WHAT THE TASK REQUIRES:
Lines to restate from the data below: from the one containing "filename src/error.rs" to the one containing "crate::config::AXIS_COUNT - 1)]", both included. Give them again exactly, and only them.

EXERCISE INPUTS:
>>>

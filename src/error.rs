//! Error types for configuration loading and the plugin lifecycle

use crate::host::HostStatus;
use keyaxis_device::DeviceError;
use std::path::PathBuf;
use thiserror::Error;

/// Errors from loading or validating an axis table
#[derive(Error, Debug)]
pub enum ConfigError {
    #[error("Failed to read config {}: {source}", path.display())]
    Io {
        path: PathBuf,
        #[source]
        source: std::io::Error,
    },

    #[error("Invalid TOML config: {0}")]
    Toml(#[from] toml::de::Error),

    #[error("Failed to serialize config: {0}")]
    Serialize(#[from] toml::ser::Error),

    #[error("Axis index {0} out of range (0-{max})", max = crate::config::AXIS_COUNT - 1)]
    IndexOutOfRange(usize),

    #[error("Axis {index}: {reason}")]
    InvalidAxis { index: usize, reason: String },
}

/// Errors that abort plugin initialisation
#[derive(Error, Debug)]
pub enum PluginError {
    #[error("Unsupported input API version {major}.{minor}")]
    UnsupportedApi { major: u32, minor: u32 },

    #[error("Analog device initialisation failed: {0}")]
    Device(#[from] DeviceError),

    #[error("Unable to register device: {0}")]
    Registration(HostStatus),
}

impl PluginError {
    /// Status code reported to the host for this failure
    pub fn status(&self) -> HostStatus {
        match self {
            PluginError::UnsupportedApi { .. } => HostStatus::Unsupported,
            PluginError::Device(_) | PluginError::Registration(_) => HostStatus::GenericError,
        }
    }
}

<<<
>>>

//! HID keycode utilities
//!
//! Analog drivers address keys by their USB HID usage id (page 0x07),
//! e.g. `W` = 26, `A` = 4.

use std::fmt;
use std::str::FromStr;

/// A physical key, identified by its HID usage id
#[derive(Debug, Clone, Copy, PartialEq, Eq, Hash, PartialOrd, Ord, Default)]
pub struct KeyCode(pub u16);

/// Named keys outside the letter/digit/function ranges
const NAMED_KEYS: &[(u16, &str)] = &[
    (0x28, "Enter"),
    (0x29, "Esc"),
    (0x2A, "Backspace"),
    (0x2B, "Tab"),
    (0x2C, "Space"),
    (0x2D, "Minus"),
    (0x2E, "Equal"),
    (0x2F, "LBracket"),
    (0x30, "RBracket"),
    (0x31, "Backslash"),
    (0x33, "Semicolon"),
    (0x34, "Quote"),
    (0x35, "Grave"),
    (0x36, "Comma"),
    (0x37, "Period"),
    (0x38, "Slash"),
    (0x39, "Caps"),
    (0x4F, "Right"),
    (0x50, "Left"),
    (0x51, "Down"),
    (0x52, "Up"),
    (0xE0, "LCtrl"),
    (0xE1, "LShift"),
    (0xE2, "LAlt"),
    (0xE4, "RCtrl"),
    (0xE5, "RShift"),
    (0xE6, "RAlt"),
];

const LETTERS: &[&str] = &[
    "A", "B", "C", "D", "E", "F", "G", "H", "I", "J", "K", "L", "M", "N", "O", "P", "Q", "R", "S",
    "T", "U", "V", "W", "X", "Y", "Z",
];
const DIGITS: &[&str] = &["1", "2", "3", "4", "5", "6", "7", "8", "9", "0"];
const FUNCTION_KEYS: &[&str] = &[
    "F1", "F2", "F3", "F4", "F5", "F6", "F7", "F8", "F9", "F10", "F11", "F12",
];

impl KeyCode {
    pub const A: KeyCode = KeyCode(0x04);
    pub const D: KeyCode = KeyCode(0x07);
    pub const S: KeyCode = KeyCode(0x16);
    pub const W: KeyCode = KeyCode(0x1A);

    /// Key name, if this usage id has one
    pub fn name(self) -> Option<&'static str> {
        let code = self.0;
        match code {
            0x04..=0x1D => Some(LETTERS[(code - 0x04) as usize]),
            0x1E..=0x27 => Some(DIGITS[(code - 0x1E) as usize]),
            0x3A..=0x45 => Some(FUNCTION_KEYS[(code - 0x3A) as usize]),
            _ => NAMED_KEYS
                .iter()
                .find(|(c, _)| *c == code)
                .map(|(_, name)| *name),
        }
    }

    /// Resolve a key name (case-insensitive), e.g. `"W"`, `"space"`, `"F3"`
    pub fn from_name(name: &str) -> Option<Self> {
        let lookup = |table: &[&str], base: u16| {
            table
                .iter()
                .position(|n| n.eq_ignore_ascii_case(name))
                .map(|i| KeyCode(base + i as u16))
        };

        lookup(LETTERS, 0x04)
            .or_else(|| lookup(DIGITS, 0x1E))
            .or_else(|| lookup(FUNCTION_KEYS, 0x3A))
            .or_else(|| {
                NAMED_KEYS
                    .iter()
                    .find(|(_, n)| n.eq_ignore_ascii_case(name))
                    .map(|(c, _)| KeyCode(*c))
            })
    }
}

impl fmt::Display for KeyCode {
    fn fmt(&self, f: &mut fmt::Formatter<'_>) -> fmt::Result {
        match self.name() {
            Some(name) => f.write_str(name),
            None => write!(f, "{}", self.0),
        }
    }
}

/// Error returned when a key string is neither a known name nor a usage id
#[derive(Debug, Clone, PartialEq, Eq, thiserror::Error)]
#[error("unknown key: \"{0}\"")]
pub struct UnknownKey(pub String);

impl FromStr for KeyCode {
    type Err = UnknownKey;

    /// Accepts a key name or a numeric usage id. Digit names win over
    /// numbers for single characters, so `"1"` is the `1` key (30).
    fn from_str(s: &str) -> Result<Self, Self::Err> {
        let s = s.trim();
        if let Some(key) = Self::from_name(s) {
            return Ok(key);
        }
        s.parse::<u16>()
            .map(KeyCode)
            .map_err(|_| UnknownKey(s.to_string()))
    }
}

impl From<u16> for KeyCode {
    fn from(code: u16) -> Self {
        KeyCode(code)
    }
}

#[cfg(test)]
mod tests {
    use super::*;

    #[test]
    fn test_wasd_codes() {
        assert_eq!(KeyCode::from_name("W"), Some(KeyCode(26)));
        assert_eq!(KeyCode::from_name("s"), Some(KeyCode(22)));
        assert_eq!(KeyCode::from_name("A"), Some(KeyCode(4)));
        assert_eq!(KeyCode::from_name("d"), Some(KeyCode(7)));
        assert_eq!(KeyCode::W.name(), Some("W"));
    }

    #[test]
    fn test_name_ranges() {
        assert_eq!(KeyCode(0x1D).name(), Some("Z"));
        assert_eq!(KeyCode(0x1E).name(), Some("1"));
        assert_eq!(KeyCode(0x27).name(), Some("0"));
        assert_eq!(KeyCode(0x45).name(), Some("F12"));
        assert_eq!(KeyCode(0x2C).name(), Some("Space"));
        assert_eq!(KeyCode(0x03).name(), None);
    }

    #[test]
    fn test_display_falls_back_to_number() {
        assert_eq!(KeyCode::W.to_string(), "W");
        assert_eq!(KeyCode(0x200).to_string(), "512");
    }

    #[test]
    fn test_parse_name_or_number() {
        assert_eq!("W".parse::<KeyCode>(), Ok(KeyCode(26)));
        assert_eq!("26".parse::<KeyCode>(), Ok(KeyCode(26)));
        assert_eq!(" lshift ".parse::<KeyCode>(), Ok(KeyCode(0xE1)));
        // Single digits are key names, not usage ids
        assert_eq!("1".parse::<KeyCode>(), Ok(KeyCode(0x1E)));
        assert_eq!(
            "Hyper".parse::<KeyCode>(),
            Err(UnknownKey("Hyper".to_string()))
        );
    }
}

<<<

RESPONSE TO THIS EXERCISE:
filename src/error.rs
//! Error types for configuration loading and the plugin lifecycle

use crate::host::HostStatus;
use keyaxis_device::DeviceError;
use std::path::PathBuf;
use thiserror::Error;

/// Errors from loading or validating an axis table
#[derive(Error, Debug)]
pub enum ConfigError {
    #[error("Failed to read config {}: {source}", path.display())]
    Io {
        path: PathBuf,
        #[source]
        source: std::io::Error,
    },

    #[error("Invalid TOML config: {0}")]
    Toml(#[from] toml::de::Error),

    #[error("Failed to serialize config: {0}")]
    Serialize(#[from] toml::ser::Error),

    #[error("Axis index {0} out of range (0-{max})", max = crate::config::AXIS_COUNT - 1)]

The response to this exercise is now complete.